Google Cloudは、AWSやMicrosoft Azureに比べるとエンタープライズシステムでの利用で後れをとっている、としばしば言われる。昨年Google CloudのCEOに就任したThomas Kurian氏は、その打開を期待されて就任したとも言われている。
そうした中の今回のGoogle Cloud Next '19では、技術や新サービスと同時に、エンドユーザー企業の産業別ソリューションへの取り組みをアピールしようという意図が明らかだった。基調講演でも、業界ごとに利用企業を紹介し、いくつかの企業から人を招いて話を聞くパートが随所に設けられた。
Google Cloudの産業別ソリューションをアピール
ヘルスケア業界では、PhillipsのAlpna Doshi氏(Group CIO)が登場した。
小売業界の利用企業も紹介され、Colgate-PalmoliveのMike Crowe氏(CIO)が登場した。
金融業界では、ChaseとANZ(オーストラリア・ニュージーランド銀行)が加わったことが紹介。
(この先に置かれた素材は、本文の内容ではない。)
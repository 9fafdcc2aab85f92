pub mod config;
pub mod devices;
pub mod lambda;
pub mod metrics_defs;
pub mod service;
pub mod upstream;

use config::{Listener, RelayConfig};
use service::{DiscoveryHandler, RelayService};
use shared::http::{run_http_service, serve_http};
use std::future::Future;
use std::sync::Arc;
use tokio::net::TcpListener;

#[derive(thiserror::Error, Debug)]
pub enum RelayError {
    #[error("io error: {0}")]
    Io(#[from] std::io::Error),
    #[error("invalid configuration: {0}")]
    Config(#[from] config::ConfigError),
    #[error(transparent)]
    Upstream(#[from] upstream::UpstreamError),
    #[error("lambda runtime error: {0}")]
    Lambda(String),
}

fn build_handler(config: &RelayConfig) -> Result<Arc<DiscoveryHandler>, RelayError> {
    if config.api_token.is_none() {
        tracing::warn!(
            "{} is not set, the device listing is served without authentication",
            config::INBOUND_TOKEN_ENV
        );
    }
    Ok(Arc::new(DiscoveryHandler::new(config)?))
}

/// Runs the relay as a standalone HTTP server until `shutdown` resolves.
pub async fn run<F>(
    listener: &Listener,
    config: &RelayConfig,
    shutdown: F,
) -> Result<(), RelayError>
where
    F: Future<Output = ()>,
{
    listener.validate()?;
    let service = RelayService::new(build_handler(config)?);
    tracing::info!(tailnet = %config.upstream.tailnet, "starting relay");
    run_http_service(&listener.host, listener.port, service, shutdown).await
}

/// Like [`run`], on a listener the caller already bound.
pub async fn run_on<F>(
    listener: TcpListener,
    config: &RelayConfig,
    shutdown: F,
) -> Result<(), RelayError>
where
    F: Future<Output = ()>,
{
    let service = RelayService::new(build_handler(config)?);
    serve_http(listener, service, shutdown).await
}

/// Runs the relay as an AWS Lambda HTTP handler.
pub async fn run_lambda(config: &RelayConfig) -> Result<(), RelayError> {
    tracing::info!(tailnet = %config.upstream.tailnet, "starting relay in lambda");
    lambda::serve(build_handler(config)?).await
}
JP Morgan CHaseのReggie Chambers氏(Chief Administrative Officer, Chase Consumer Banking)が登場した。
製造業ではUPSやBOSEが加わったことが紹介された。
通信・メディア・エンターテインメント業界では、USA TODAYやViacom、Sprintなどが加わったことが紹介され、ViacomのDavid Kline氏(CTO)が登場した。
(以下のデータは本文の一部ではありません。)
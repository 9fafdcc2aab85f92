//! Client for the device listing served by the Tailscale discovery relay.

use serde::Deserialize;

/// Base URL of the production relay.
pub const FUNCTION61: &str = "https://function61";
pub const LOCALHOST: &str = "http://localhost";

const DEVICES_PATH: &str = "/tailscale-discovery/api/devices";

#[derive(thiserror::Error, Debug)]
pub enum ClientError {
    #[error("HTTP client error: {0}")]
    Http(#[from] reqwest::Error),
}

/// A device known to the relay. Fields the relay adds later are ignored.
#[derive(Deserialize, Debug, Clone, PartialEq, Eq)]
pub struct Device {
    pub ip_v4: String,
    pub hostname: String,
}

#[derive(Clone)]
pub struct Client {
    client: reqwest::Client,
    api_token: String,
    base_url: String,
}

impl Client {
    pub fn new(api_token: impl Into<String>, base_url: impl Into<String>) -> Self {
        Client {
            client: reqwest::Client::new(),
            api_token: api_token.into(),
            base_url: base_url.into(),
        }
    }

    /// Fetches every device, sorted by hostname.
    pub async fn devices(&self) -> Result<Vec<Device>, ClientError> {
        let devices = self
            .client
            .get(self.devices_url())
            .bearer_auth(&self.api_token)
            .send()
            .await?
            .error_for_status()?
            .json::<Vec<Device>>()
            .await?;

        Ok(devices)
    }

    fn devices_url(&self) -> String {
        format!("{}{}", self.base_url.trim_end_matches('/'), DEVICES_PATH)
    }
}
公共機関&教育の分野では、アメリカ共通役務庁などが紹介された。
なお、展示会でも、Googleの産業別ソリューションのコーナーが設けられていた。
機械学習によるGoogle Map作成
新発表というわけではないが、基調講演ではGoogle Mapについても語られた。ちょうど日本ではGoogle Mapの変更が話題になったタイミングとなった。
Jen Fitzpatrick氏(SVP, Geo)は、「地図もスマートになる」として、機械学習によって道路やビルの輪郭を抽出するところを示した。また、人が見るだけでなく、自動車やライドシェア、ゲーム業界、旅行などへの応用も紹介された。
円周率計算の世界記録を更新したシステムを解説
GoogleのEmma Haruka Iwao(岩尾はるか)氏が、3月14日に、Google Cloudを使って円周率の世界記録を更新した。ちなみに、初日のSundar Pichai氏の基調講演では、冒頭でその話に触れ、祝福していた。
Developers Keynoteでは、そのIwao氏が登場し、解説やデモを行うコーナーがあった。円周率の世界記録を狙うには、高速なネットワークや大量のストレージが必要になる。GCPであればそうしたリソースが利用できるという。
デモでは、プログラムを実行してからしばらく説明をし、そのあとで結果のファイルをcatコマンドで出力すると、数字が延々と表示され、喝采(かっさい)を浴びた。